Des chemins de fer ont été construits, de grandes villas ont remplacé les fermes en pierre et des voitures ornées transportant des ducs et des princes ont commencé à apparaître le long des routes côtières au-dessus de la mer scintillante. Peu de temps après, la Côte d'Azur est devenue célèbre aux États-Unis en tant que lieu de vacances haut de gamme et glamour pour les célébrités et les jet-setters.

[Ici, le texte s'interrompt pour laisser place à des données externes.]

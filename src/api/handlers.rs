//! API Handlers
//!
//! HTTP request handlers for each cache server endpoint. Values travel as
//! JSON and are stored as their JSON text. Only writes create caches; the
//! other endpoints answer 404 for a cache that does not exist.

use std::sync::Arc;

use axum::{
    extract::{Path, State},
    Json,
};
use serde_json::Value;

use crate::cache::{Cache, ValueWrapper};
use crate::codec::type_tag;
use crate::error::{CacheError, Result};
use crate::models::{
    validate_key, CacheNamesResponse, ClearResponse, DeleteResponse, GetResponse,
    HealthResponse, PutIfAbsentResponse, PutRequest, PutResponse, StatsResponse,
};
use crate::registry::CacheRegistry;

/// Application state shared across all handlers.
#[derive(Clone)]
pub struct AppState {
    pub registry: Arc<CacheRegistry>,
}

impl AppState {
    /// Creates a new AppState around the given registry.
    pub fn new(registry: CacheRegistry) -> Self {
        Self {
            registry: Arc::new(registry),
        }
    }
}

fn check_key(key: &str) -> Result<()> {
    match validate_key(key) {
        Some(message) => Err(CacheError::InvalidArgument(message)),
        None => Ok(()),
    }
}

fn existing_cache(state: &AppState, name: &str) -> Result<Arc<Cache>> {
    state
        .registry
        .lookup(name)?
        .ok_or_else(|| CacheError::NotFound(format!("cache '{}'", name)))
}

/// JSON view of a cached entry. Strings that are not JSON text come back
/// as JSON strings.
fn wrapper_json(key: &str, wrapper: &ValueWrapper) -> Result<Value> {
    if wrapper.is_null() {
        return Ok(Value::Null);
    }
    match wrapper.downcast_ref::<String>() {
        Some(text) => Ok(serde_json::from_str(text).unwrap_or_else(|_| Value::String(text.clone()))),
        None => Err(CacheError::TypeMismatch {
            key: key.to_string(),
            stored: wrapper.type_tag().unwrap_or_default().to_string(),
            requested: type_tag::<String>().to_string(),
        }),
    }
}

/// Handler for PUT /caches/:cache/:key
pub async fn put_handler(
    State(state): State<AppState>,
    Path((cache, key)): Path<(String, String)>,
    Json(req): Json<PutRequest>,
) -> Result<Json<PutResponse>> {
    check_key(&key)?;
    let cache = state.registry.get_cache(&cache)?;

    match req.json_text() {
        Some(text) => cache.put(&key, &text).await?,
        None => cache.put_null(&key).await?,
    }

    Ok(Json(PutResponse::new(cache.name(), key)))
}

/// Handler for POST /caches/:cache/:key
///
/// Stores the value only if the key is absent, otherwise returns what is
/// already there.
pub async fn put_if_absent_handler(
    State(state): State<AppState>,
    Path((cache, key)): Path<(String, String)>,
    Json(req): Json<PutRequest>,
) -> Result<Json<PutIfAbsentResponse>> {
    check_key(&key)?;
    let Some(text) = req.json_text() else {
        return Err(CacheError::InvalidArgument(
            "put-if-absent requires a non-null value".to_string(),
        ));
    };
    let cache = state.registry.get_cache(&cache)?;

    let response = match cache.put_if_absent(&key, &text).await? {
        None => PutIfAbsentResponse::stored(cache.name(), key),
        Some(existing) => {
            let value = wrapper_json(&key, &existing)?;
            PutIfAbsentResponse::existing(cache.name(), key, value)
        }
    };
    Ok(Json(response))
}

/// Handler for GET /caches/:cache/:key
pub async fn get_handler(
    State(state): State<AppState>,
    Path((cache, key)): Path<(String, String)>,
) -> Result<Json<GetResponse>> {
    check_key(&key)?;
    let cache = existing_cache(&state, &cache)?;

    let wrapper = cache
        .get(&key)
        .await?
        .ok_or_else(|| CacheError::NotFound(key.clone()))?;
    let value = wrapper_json(&key, &wrapper)?;

    Ok(Json(GetResponse::new(cache.name(), key, value)))
}

/// Handler for DELETE /caches/:cache/:key
pub async fn delete_handler(
    State(state): State<AppState>,
    Path((cache, key)): Path<(String, String)>,
) -> Result<Json<DeleteResponse>> {
    check_key(&key)?;
    let cache = existing_cache(&state, &cache)?;
    cache.evict(&key).await?;

    Ok(Json(DeleteResponse::new(cache.name(), key)))
}

/// Handler for DELETE /caches/:cache
pub async fn clear_handler(
    State(state): State<AppState>,
    Path(cache): Path<String>,
) -> Result<Json<ClearResponse>> {
    let cache = existing_cache(&state, &cache)?;
    let removed = cache.clear().await?;

    Ok(Json(ClearResponse::new(cache.name(), removed)))
}

/// Handler for GET /caches
pub async fn names_handler(State(state): State<AppState>) -> Json<CacheNamesResponse> {
    Json(CacheNamesResponse {
        caches: state.registry.cache_names(),
    })
}

/// Handler for GET /caches/:cache/stats
pub async fn stats_handler(
    State(state): State<AppState>,
    Path(cache): Path<String>,
) -> Result<Json<StatsResponse>> {
    let cache = existing_cache(&state, &cache)?;
    Ok(Json(StatsResponse::new(cache.name(), &cache.stats())))
}

/// Handler for GET /health
pub async fn health_handler() -> Json<HealthResponse> {
    Json(HealthResponse::healthy())
}

#[cfg(test)]
mod tests {
    use super::*;
    use crate::config::RegistryConfig;
    use crate::store::MemoryBackend;
    use serde_json::json;

    fn state() -> AppState {
        let registry =
            CacheRegistry::new(RegistryConfig::default(), Arc::new(MemoryBackend::new())).unwrap();
        AppState::new(registry)
    }

    fn path(cache: &str, key: &str) -> Path<(String, String)> {
        Path((cache.to_string(), key.to_string()))
    }

    fn body(value: Value) -> Json<PutRequest> {
        Json(PutRequest { value })
    }

    #[tokio::test]
    async fn test_put_and_get_handler() {
        let state = state();

        let result = put_handler(
            State(state.clone()),
            path("default", "test_key"),
            body(json!({"name": "test"})),
        )
        .await;
        assert!(result.is_ok());

        let response = get_handler(State(state), path("default", "test_key"))
            .await
            .unwrap();
        assert_eq!(response.cache, "cache:default");
        assert_eq!(response.value, json!({"name": "test"}));
    }

    #[tokio::test]
    async fn test_null_value_reads_back_as_null() {
        let state = state();
        put_handler(State(state.clone()), path("default", "n"), body(Value::Null))
            .await
            .unwrap();

        let response = get_handler(State(state), path("default", "n")).await.unwrap();
        assert_eq!(response.value, Value::Null);
    }

    #[tokio::test]
    async fn test_get_nonexistent_key() {
        let result = get_handler(State(state()), path("default", "nonexistent")).await;
        assert!(matches!(result, Err(CacheError::NotFound(_))));
    }

    #[tokio::test]
    async fn test_reads_do_not_create_caches() {
        let state = state();

        let get = get_handler(State(state.clone()), path("unknown", "k")).await;
        assert!(matches!(get, Err(CacheError::NotFound(_))));
        let evict = delete_handler(State(state.clone()), path("unknown", "k")).await;
        assert!(matches!(evict, Err(CacheError::NotFound(_))));
        let stats = stats_handler(State(state.clone()), Path("unknown".to_string())).await;
        assert!(matches!(stats, Err(CacheError::NotFound(_))));
        let clear = clear_handler(State(state.clone()), Path("unknown".to_string())).await;
        assert!(matches!(clear, Err(CacheError::NotFound(_))));

        assert_eq!(state.registry.cache_names().len(), 1);
    }

    #[tokio::test]
    async fn test_get_non_string_entry_is_type_mismatch() {
        let state = state();
        let cache = state.registry.get_cache("default").unwrap();
        cache.put("number", &42i64).await.unwrap();

        let result = get_handler(State(state), path("default", "number")).await;
        assert!(matches!(result, Err(CacheError::TypeMismatch { .. })));
    }

    #[tokio::test]
    async fn test_put_if_absent_handler() {
        let state = state();

        let first = put_if_absent_handler(State(state.clone()), path("c", "k"), body(json!(1)))
            .await
            .unwrap();
        assert!(first.stored);

        let second = put_if_absent_handler(State(state), path("c", "k"), body(json!(2)))
            .await
            .unwrap();
        assert!(!second.stored);
        assert_eq!(second.existing, Some(json!(1)));
    }

    #[tokio::test]
    async fn test_put_if_absent_rejects_null() {
        let result =
            put_if_absent_handler(State(state()), path("c", "k"), body(Value::Null)).await;
        assert!(matches!(result, Err(CacheError::InvalidArgument(_))));
    }

    #[tokio::test]
    async fn test_delete_handler() {
        let state = state();
        put_handler(State(state.clone()), path("default", "to_delete"), body(json!("v")))
            .await
            .unwrap();

        let result = delete_handler(State(state.clone()), path("default", "to_delete")).await;
        assert!(result.is_ok());

        let result = get_handler(State(state), path("default", "to_delete")).await;
        assert!(result.is_err());
    }

    #[tokio::test]
    async fn test_clear_handler() {
        let state = state();
        for key in ["a", "b", "c"] {
            put_handler(State(state.clone()), path("bulk", key), body(json!(key)))
                .await
                .unwrap();
        }

        let response = clear_handler(State(state), Path("bulk".to_string()))
            .await
            .unwrap();
        assert_eq!(response.removed, 3);
    }

    #[tokio::test]
    async fn test_stats_handler() {
        let state = state();
        let _ = get_handler(State(state.clone()), path("default", "missing")).await;

        let response = stats_handler(State(state), Path("default".to_string()))
            .await
            .unwrap();
        assert_eq!(response.hits, 0);
        assert_eq!(response.misses, 1);
    }

    #[tokio::test]
    async fn test_names_handler() {
        let state = state();
        state.registry.get_cache("other:x").unwrap();

        let response = names_handler(State(state)).await;
        assert!(response.caches.contains("cache:default"));
        assert!(response.caches.contains("other:x"));
    }

    #[tokio::test]
    async fn test_health_handler() {
        let response = health_handler().await;
        assert_eq!(response.status, "healthy");
    }

    #[tokio::test]
    async fn test_invalid_cache_name() {
        let result = get_handler(State(state()), path("ns:", "k")).await;
        assert!(matches!(result, Err(CacheError::InvalidArgument(_))));
    }
}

Tout au long du XXe siècle, les Américains ont encore transformé la Côte d'Azur, avec de nombreux auteurs et stars de cinéma américains parmi les plus célèbres qui y séjournent ou s'y installent. Superstar Grace Kelly a épousé le prince de Monaco, Rita Hayworth a rencontré et épousé un prince ici, Sean Connery a acheté une villa à Nice et filmé des scènes de "Never Say Never" dans la vieille ville de Menton, et des Américains riches ou célèbres y passaient leurs vacances.
Sans l'influence des riches Britanniques et Américains, la Côte d'Azur ne serait pas ce qu'elle est aujourd'hui.
Les Français ont finalement découvert la région comme lieu de vacances bien après les anglophones et ont finalement commencé à construire de plus petites maisons de vacances et des immeubles d'appartements le long de la côte. Aujourd'hui, la Côte d'Azur est un mélange bondé de touristes, d'expatriés anglophones et de Français.